TO DO
The answer is the set of lines that include "docker", copied from the data below.

INPUT RECORDS
//! Task dependency graphs.
//!
//! Handlers add one `TaskNode` per task, step or process and declare the
//! dependencies between them. `GraphBuilder::finish` adds the synthetic
//! begin and end nodes:
//! - every task without dependencies depends on the begin node
//! - the end node depends on the declared workflow outputs, or on every leaf
//!
//! The result renders to the cytoscape shape consumed by front ends and to a
//! flat tools table. Dependency cycles are kept as-is.

use std::collections::{BTreeMap, BTreeSet, HashSet};

use itertools::Itertools;
use serde::Serialize;
use serde_json::{json, Value};
use tracing::debug;

use crate::defaults::{BEGIN_NODE, END_NODE, NODE_PREFIX};
use crate::docker::ImageRef;

pub const TOOL: &str = "tool";
pub const WORKFLOW: &str = "workflow";
pub const EXPRESSION_TOOL: &str = "expressionTool";
pub const OPERATION: &str = "operation";
pub const UNKNOWN: &str = "n/a";
const START: &str = "start";
const END: &str = "end";

#[derive(Debug, Clone, PartialEq, Eq, Serialize)]
pub struct TaskNode {
    /// Node id, always carrying the node prefix.
    pub id: String,
    /// Display name (the id without prefix).
    pub name: String,
    pub node_type: String,
    pub image: ImageRef,
    /// File the task is defined in.
    pub run: Option<String>,
    /// Names (not ids) this task depends on.
    pub depends_on: Vec<String>,
    /// Channels read, for channel-based inference.
    pub inputs: Vec<String>,
    /// Channels written.
    pub outputs: Vec<String>,
}

impl TaskNode {
    pub fn new(name: impl Into<String>, node_type: impl Into<String>) -> Self {
        let name: String = name.into();
        let name = name.strip_prefix(NODE_PREFIX).map(str::to_string).unwrap_or(name);
        Self {
            id: format!("{NODE_PREFIX}{name}"),
            name,
            node_type: node_type.into(),
            image: ImageRef::Absent,
            run: None,
            depends_on: Vec::new(),
            inputs: Vec::new(),
            outputs: Vec::new(),
        }
    }

    pub fn with_image(mut self, image: ImageRef) -> Self {
        self.image = image;
        self
    }

    pub fn with_run(mut self, run: impl Into<String>) -> Self {
        self.run = Some(run.into());
        self
    }

    pub fn depends_on(mut self, name: impl Into<String>) -> Self {
        self.depends_on.push(name.into());
        self
    }

    fn synthetic(id: &str, node_type: &str) -> Self {
        Self {
            id: id.to_string(),
            name: id.to_string(),
            node_type: node_type.to_string(),
            image: ImageRef::Absent,
            run: None,
            depends_on: Vec::new(),
            inputs: Vec::new(),
            outputs: Vec::new(),
        }
    }

    fn is_synthetic(&self) -> bool {
        self.id == BEGIN_NODE || self.id == END_NODE
    }
}

#[derive(Debug, Clone, PartialEq, Eq, Hash, Serialize)]
pub struct DependencyEdge {
    pub source: String,
    pub target: String,
}

/// Which tasks feed the end node.
#[derive(Debug, Clone, PartialEq, Eq)]
pub enum EndPolicy {
    /// The named tasks (workflow outputs).
    Explicit(Vec<String>),
    /// Every task no other task depends on.
    Leaves,
}

#[derive(Debug, Clone, PartialEq, Eq, Serialize)]
pub struct WorkflowGraph {
    pub nodes: Vec<TaskNode>,
    pub edges: Vec<DependencyEdge>,
}

/// One row of the tools table.
#[derive(Debug, Clone, PartialEq, Eq, Serialize)]
pub struct ToolRow {
    pub id: String,
    pub file: String,
    pub docker: String,
    pub link: String,
    pub specifier: String,
}

#[derive(Debug, Default)]
pub struct GraphBuilder {
    tasks: Vec<TaskNode>,
}

impl GraphBuilder {
    pub fn new() -> Self {
        Self::default()
    }

    /// Add a task; a later task with the same name replaces the earlier one
    /// in place.
    pub fn add_task(&mut self, node: TaskNode) -> &mut Self {
        match self.tasks.iter_mut().find(|t| t.name == node.name) {
            Some(existing) => *existing = node,
            None => self.tasks.push(node),
        }
        self
    }

    pub fn add_dependency(&mut self, task: &str, depends_on: &str) -> &mut Self {
        let task = strip_prefix(task);
        if let Some(t) = self.tasks.iter_mut().find(|t| t.name == task) {
            t.depends_on.push(strip_prefix(depends_on).to_string());
        }
        self
    }

    pub fn tasks(&self) -> &[TaskNode] {
        &self.tasks
    }

    pub fn tasks_mut(&mut self) -> &mut [TaskNode] {
        &mut self.tasks
    }

    pub fn is_empty(&self) -> bool {
        self.tasks.is_empty()
    }

    pub fn finish(self, end: EndPolicy) -> WorkflowGraph {
        let known: HashSet<String> = self.tasks.iter().map(|t| t.name.clone()).collect();
        let mut nodes = self.tasks;

        for t in nodes.iter_mut() {
            let before = t.depends_on.len();
            let own = t.name.clone();
            t.depends_on = std::mem::take(&mut t.depends_on)
                .into_iter()
                .map(|d| strip_prefix(&d).to_string())
                .filter(|d| known.contains(d) && *d != own)
                .unique()
                .collect();
            if t.depends_on.len() != before {
                debug!(task = %t.name, "dropped duplicate or dangling dependencies");
            }
        }

        let depended_on: BTreeSet<&str> = nodes
            .iter()
            .flat_map(|t| t.depends_on.iter().map(String::as_str))
            .collect();
        let end_deps: Vec<String> = match end {
            EndPolicy::Explicit(names) => names
                .iter()
                .map(|n| strip_prefix(n).to_string())
                .filter(|n| known.contains(n))
                .unique()
                .collect(),
            EndPolicy::Leaves => nodes
                .iter()
                .filter(|t| !depended_on.contains(t.name.as_str()))
                .map(|t| t.name.clone())
                .collect(),
        };

        let mut edges = Vec::new();
        for t in &nodes {
            if t.depends_on.is_empty() {
                edges.push(DependencyEdge {
                    source: BEGIN_NODE.to_string(),
                    target: t.id.clone(),
                });
            }
            for d in &t.depends_on {
                edges.push(DependencyEdge {
                    source: format!("{NODE_PREFIX}{d}"),
                    target: t.id.clone(),
                });
            }
        }
        for d in &end_deps {
            edges.push(DependencyEdge {
                source: format!("{NODE_PREFIX}{d}"),
                target: END_NODE.to_string(),
            });
        }

        nodes.push(TaskNode::synthetic(BEGIN_NODE, START));
        let mut end_node = TaskNode::synthetic(END_NODE, END);
        end_node.depends_on = end_deps;
        nodes.push(end_node);

        WorkflowGraph { nodes, edges }
    }
}

fn strip_prefix(s: &str) -> &str {
    s.strip_prefix(NODE_PREFIX).unwrap_or(s)
}

impl WorkflowGraph {
    pub fn task(&self, name: &str) -> Option<&TaskNode> {
        let name = strip_prefix(name);
        self.nodes.iter().find(|n| !n.is_synthetic() && n.name == name)
    }

    pub fn tasks(&self) -> impl Iterator<Item = &TaskNode> {
        self.nodes.iter().filter(|n| !n.is_synthetic())
    }

    pub fn has_edge(&self, source: &str, target: &str) -> bool {
        self.edges.iter().any(|e| e.source == source && e.target == target)
    }

    /// Task name to image, for tasks that declare one.
    pub fn image_map(&self) -> BTreeMap<String, ImageRef> {
        self.tasks()
            .filter(|t| !t.image.is_absent())
            .map(|t| (t.name.clone(), t.image.clone()))
            .collect()
    }

    /// Cytoscape elements: `{"nodes": [{"data": ...}], "edges": [{"data": ...}]}`.
    pub fn to_cytoscape_json(&self) -> Value {
        let nodes: Vec<Value> = self
            .nodes
            .iter()
            .map(|n| {
                json!({"data": {
                    "id": n.id,
                    "tool": n.image.registry_url().unwrap_or_default(),
                    "name": n.name,
                    "type": n.node_type,
                    "docker": n.image.display().unwrap_or_default(),
                    "run": n.run.clone().unwrap_or_default(),
                }})
            })
            .collect();
        let edges: Vec<Value> = self
            .edges
            .iter()
            .map(|e| json!({"data": {"source": e.source, "target": e.target}}))
            .collect();
        json!({"nodes": nodes, "edges": edges})
    }

    /// Rows for every tool task with a registry link.
    pub fn tools_table(&self) -> Vec<ToolRow> {
        self.tasks()
            .filter(|t| t.node_type == TOOL)
            .filter_map(|t| {
                let docker = t.image.display()?;
                let link = t.image.registry_url()?;
                Some(ToolRow {
                    id: t.name.clone(),
                    file: t.run.clone().unwrap_or_default(),
                    docker: docker.to_string(),
                    link,
                    specifier: t.image.specifier()?.as_str().to_string(),
                })
            })
            .collect()
    }
}

/// Add a dependency from every reader of a channel to every writer of it.
///
/// A task never depends on itself; repeated channels are harmless.
pub fn infer_channel_dependencies(tasks: &mut [TaskNode]) {
    let writers: Vec<(String, Vec<String>)> = tasks
        .iter()
        .map(|t| (t.name.clone(), t.outputs.clone()))
        .collect();

    for t in tasks.iter_mut() {
        let found: Vec<String> = writers
            .iter()
            .filter(|(name, _)| *name != t.name)
            .filter(|(_, outs)| outs.iter().any(|o| t.inputs.contains(o)))
            .map(|(name, _)| name.clone())
            .collect();
        for name in found {
            if !t.depends_on.contains(&name) {
                t.depends_on.push(name);
            }
        }
    }
}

RESPONSE TO THIS EXERCISE
use crate::docker::ImageRef;
    pub docker: String,
                    "docker": n.image.display().unwrap_or_default(),
                let docker = t.image.display()?;
                    docker: docker.to_string(),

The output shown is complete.